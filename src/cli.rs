use crate::config::DEFAULT_SETTINGS_FILE;
use crate::models::RunOverrides;
use camino::Utf8PathBuf;
use clap::Parser;

/// Render quiz questions into clips in thermally safe batches, then merge them
#[derive(Debug, Clone, Parser)]
#[command(name = "quizreel", version, about, long_about = None)]
pub struct Cli {
    /// Worker pool size for parallel batches
    #[arg(short = 'j', long, value_name = "N")]
    pub jobs: Option<usize>,

    /// Scheduling priority applied at startup (-20..=19, 19 is lowest)
    #[arg(long, value_name = "N", allow_negative_numbers = true)]
    pub nice: Option<i32>,

    /// Render one question at a time regardless of --jobs
    #[arg(long)]
    pub sequential: bool,

    /// Questions per batch
    #[arg(long, value_name = "N")]
    pub batch_size: Option<usize>,

    /// Seconds to pause between batches (or units, when sequential)
    #[arg(long = "cool-time", value_name = "S")]
    pub cool_time: Option<u64>,

    /// Actively throttle during cooldowns
    #[arg(long)]
    pub throttle: bool,

    /// Output directory for per-question clips
    #[arg(short = 'o', long = "output", value_name = "DIR")]
    pub output_dir: Option<Utf8PathBuf>,

    /// Final concatenated video filename
    #[arg(short = 'f', long = "final", value_name = "NAME")]
    pub final_name: Option<String>,

    /// Skip rendering and concatenate the clips already in the output directory
    #[arg(long)]
    pub skip_rendering: bool,

    /// Question bank JSON
    #[arg(short = 'q', long, value_name = "PATH")]
    pub questions: Option<Utf8PathBuf>,

    /// Watchdog timeout per render in seconds (0 disables it)
    #[arg(long = "render-timeout", value_name = "S")]
    pub render_timeout: Option<u64>,

    /// Settings file
    #[arg(long = "config", value_name = "PATH", default_value = DEFAULT_SETTINGS_FILE, env = "QUIZREEL_CONFIG")]
    pub config_path: Utf8PathBuf,

    /// Log directory
    #[arg(long, value_name = "DIR", default_value = "logs")]
    pub log_dir: Utf8PathBuf,

    /// Debug-level logging
    #[arg(long)]
    pub debug: bool,

    /// Write the default settings file to --config and exit
    #[arg(long)]
    pub write_config: bool,
}

impl Cli {
    /// Values that take precedence over the settings file
    pub fn overrides(&self) -> RunOverrides {
        RunOverrides {
            questions: self.questions.clone(),
            output_dir: self.output_dir.clone(),
            final_name: self.final_name.clone(),
            jobs: self.jobs,
            nice: self.nice,
            batch_size: self.batch_size,
            cool_time_secs: self.cool_time,
            render_timeout_secs: self.render_timeout,
            throttle: self.throttle,
            sequential: self.sequential,
            skip_rendering: self.skip_rendering,
        }
    }
}

#[cfg(test)]
mod tests {
    use super::*;
    use clap::CommandFactory;

    #[test]
    fn test_cli_definition_is_valid() {
        Cli::command().debug_assert();
    }

    #[test]
    fn test_defaults_leave_settings_untouched() {
        let cli = Cli::try_parse_from(["quizreel"]).unwrap();
        let overrides = cli.overrides();

        assert!(overrides.jobs.is_none());
        assert!(overrides.batch_size.is_none());
        assert!(!overrides.throttle);
        assert_eq!(cli.config_path, Utf8PathBuf::from("quizreel.yaml"));
    }

    #[test]
    fn test_scheduler_flags() {
        let cli = Cli::try_parse_from([
            "quizreel",
            "-j",
            "3",
            "--nice",
            "-5",
            "--batch-size",
            "4",
            "--cool-time",
            "10",
            "--throttle",
            "--sequential",
            "-o",
            "clips",
            "-f",
            "all.mp4",
            "--skip-rendering",
        ])
        .unwrap();
        let overrides = cli.overrides();

        assert_eq!(overrides.jobs, Some(3));
        assert_eq!(overrides.nice, Some(-5));
        assert_eq!(overrides.batch_size, Some(4));
        assert_eq!(overrides.cool_time_secs, Some(10));
        assert!(overrides.throttle);
        assert!(overrides.sequential);
        assert!(overrides.skip_rendering);
        assert_eq!(overrides.output_dir, Some(Utf8PathBuf::from("clips")));
        assert_eq!(overrides.final_name.as_deref(), Some("all.mp4"));
    }

    #[test]
    fn test_rejects_non_numeric_jobs() {
        assert!(Cli::try_parse_from(["quizreel", "-j", "many"]).is_err());
    }
}
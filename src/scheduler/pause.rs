//! Runtime pause requests.
//!
//! [`PauseToken`] is the only state shared between the signal-handling path and
//! the scheduling path. It is a single atomic deadline: "paused" means the
//! deadline lies in the future. A new signal overwrites the deadline (the timer
//! restarts, pauses never stack) and expiry needs no explicit reset.
//!
//! A pause never interrupts a render in flight; the scheduler only consults the
//! token at its checkpoints between units and batches.

use std::sync::Arc;
use std::sync::atomic::{AtomicU64, Ordering};
use std::time::Duration;
use tokio::task::JoinHandle;
use tokio::time::Instant;
use tokio_util::sync::CancellationToken;

/// Shared pause state: Running or Paused-until-deadline
#[derive(Debug)]
pub struct PauseToken {
    origin: Instant,
    /// Deadline in microseconds after `origin`; 0 means Running
    deadline_us: AtomicU64,
    duration: Duration,
}

impl PauseToken {
    pub fn new(duration: Duration) -> Self {
        Self {
            origin: Instant::now(),
            deadline_us: AtomicU64::new(0),
            duration,
        }
    }

    pub fn duration(&self) -> Duration {
        self.duration
    }

    /// Enter (or extend) the Paused state for the configured duration.
    ///
    /// # Returns
    /// The instant at which scheduling resumes
    pub fn trigger(&self) -> Instant {
        let deadline = self.origin.elapsed() + self.duration;
        // Round up so the resume instant is never earlier than now + duration
        let micros = deadline.as_micros() as u64 + 1;
        self.deadline_us.store(micros, Ordering::SeqCst);
        self.origin + Duration::from_micros(micros)
    }

    /// Force the Running state
    pub fn reset(&self) {
        self.deadline_us.store(0, Ordering::SeqCst);
    }

    /// When the current pause ends, or `None` while Running.
    ///
    /// An expired deadline is cleared on observation.
    pub fn resume_at(&self) -> Option<Instant> {
        let micros = self.deadline_us.load(Ordering::SeqCst);
        if micros == 0 {
            return None;
        }

        let deadline = self.origin + Duration::from_micros(micros);
        if Instant::now() >= deadline {
            // Only clear the deadline we looked at; a concurrent trigger wins
            let _ = self.deadline_us.compare_exchange(
                micros,
                0,
                Ordering::SeqCst,
                Ordering::SeqCst,
            );
            return None;
        }
        Some(deadline)
    }

    pub fn is_paused(&self) -> bool {
        self.resume_at().is_some()
    }

    /// Block until the token is Running again, or until `stop` is cancelled.
    ///
    /// Sleeps until the current deadline and re-checks, so a signal that
    /// arrives mid-wait extends the pause.
    ///
    /// # Returns
    /// `true` if the caller actually had to wait
    pub async fn wait_while_paused(&self, stop: &CancellationToken) -> bool {
        let mut waited = false;

        while let Some(deadline) = self.resume_at() {
            if !waited {
                tracing::info!(
                    "Paused - resuming in {:.0}s",
                    deadline.saturating_duration_since(Instant::now()).as_secs_f64()
                );
            }
            waited = true;

            tokio::select! {
                _ = tokio::time::sleep_until(deadline) => {}
                _ = stop.cancelled() => {
                    tracing::info!("Stop requested while paused");
                    return waited;
                }
            }
        }

        if waited {
            tracing::info!("Pause elapsed - resuming");
        }
        waited
    }
}

/// Listens for the external pause signal (`SIGUSR1` on Unix) and triggers a [`PauseToken`]
pub struct PauseSignalHandler;

impl PauseSignalHandler {
    /// Install the signal listener on the current tokio runtime.
    ///
    /// The task runs until `stop` is cancelled.
    #[cfg(unix)]
    pub fn spawn(
        token: Arc<PauseToken>,
        stop: CancellationToken,
    ) -> std::io::Result<JoinHandle<()>> {
        use tokio::signal::unix::{SignalKind, signal};

        let mut stream = signal(SignalKind::user_defined1())?;
        tracing::info!(
            "Send SIGUSR1 to process {} to pause scheduling for {:?}",
            std::process::id(),
            token.duration()
        );

        Ok(tokio::spawn(async move {
            loop {
                tokio::select! {
                    received = stream.recv() => {
                        if received.is_none() {
                            break;
                        }
                        let already_paused = token.is_paused();
                        token.trigger();
                        if already_paused {
                            tracing::info!("Pause signal received again - timer restarted");
                        } else {
                            tracing::info!(
                                "Pause signal received - no new work for {:?}",
                                token.duration()
                            );
                        }
                    }
                    _ = stop.cancelled() => break,
                }
            }
        }))
    }

    #[cfg(not(unix))]
    pub fn spawn(
        token: Arc<PauseToken>,
        _stop: CancellationToken,
    ) -> std::io::Result<JoinHandle<()>> {
        tracing::warn!("Pause signal is not supported on this platform");
        drop(token);
        Ok(tokio::spawn(async {}))
    }
}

○ ○ ○

What you give back must be the stretch above, starting at the line with "assert_eq!(overrides.batch_size, Some(4));" and ending at the line with "let micros = deadline.as_micros()", copied exactly.

        assert_eq!(overrides.batch_size, Some(4));
        assert_eq!(overrides.cool_time_secs, Some(10));
        assert!(overrides.throttle);
        assert!(overrides.sequential);
        assert!(overrides.skip_rendering);
        assert_eq!(overrides.output_dir, Some(Utf8PathBuf::from("clips")));
        assert_eq!(overrides.final_name.as_deref(), Some("all.mp4"));
    }

    #[test]
    fn test_rejects_non_numeric_jobs() {
        assert!(Cli::try_parse_from(["quizreel", "-j", "many"]).is_err());
    }
}
filename src/scheduler/pause.rs
//! Runtime pause requests.
//!
//! [`PauseToken`] is the only state shared between the signal-handling path and
//! the scheduling path. It is a single atomic deadline: "paused" means the
//! deadline lies in the future. A new signal overwrites the deadline (the timer
//! restarts, pauses never stack) and expiry needs no explicit reset.
//!
//! A pause never interrupts a render in flight; the scheduler only consults the
//! token at its checkpoints between units and batches.

use std::sync::Arc;
use std::sync::atomic::{AtomicU64, Ordering};
use std::time::Duration;
use tokio::task::JoinHandle;
use tokio::time::Instant;
use tokio_util::sync::CancellationToken;

/// Shared pause state: Running or Paused-until-deadline
#[derive(Debug)]
pub struct PauseToken {
    origin: Instant,
    /// Deadline in microseconds after `origin`; 0 means Running
    deadline_us: AtomicU64,
    duration: Duration,
}

impl PauseToken {
    pub fn new(duration: Duration) -> Self {
        Self {
            origin: Instant::now(),
            deadline_us: AtomicU64::new(0),
            duration,
        }
    }

    pub fn duration(&self) -> Duration {
        self.duration
    }

    /// Enter (or extend) the Paused state for the configured duration.
    ///
    /// # Returns
    /// The instant at which scheduling resumes
    pub fn trigger(&self) -> Instant {
        let deadline = self.origin.elapsed() + self.duration;
        // Round up so the resume instant is never earlier than now + duration
        let micros = deadline.as_micros() as u64 + 1;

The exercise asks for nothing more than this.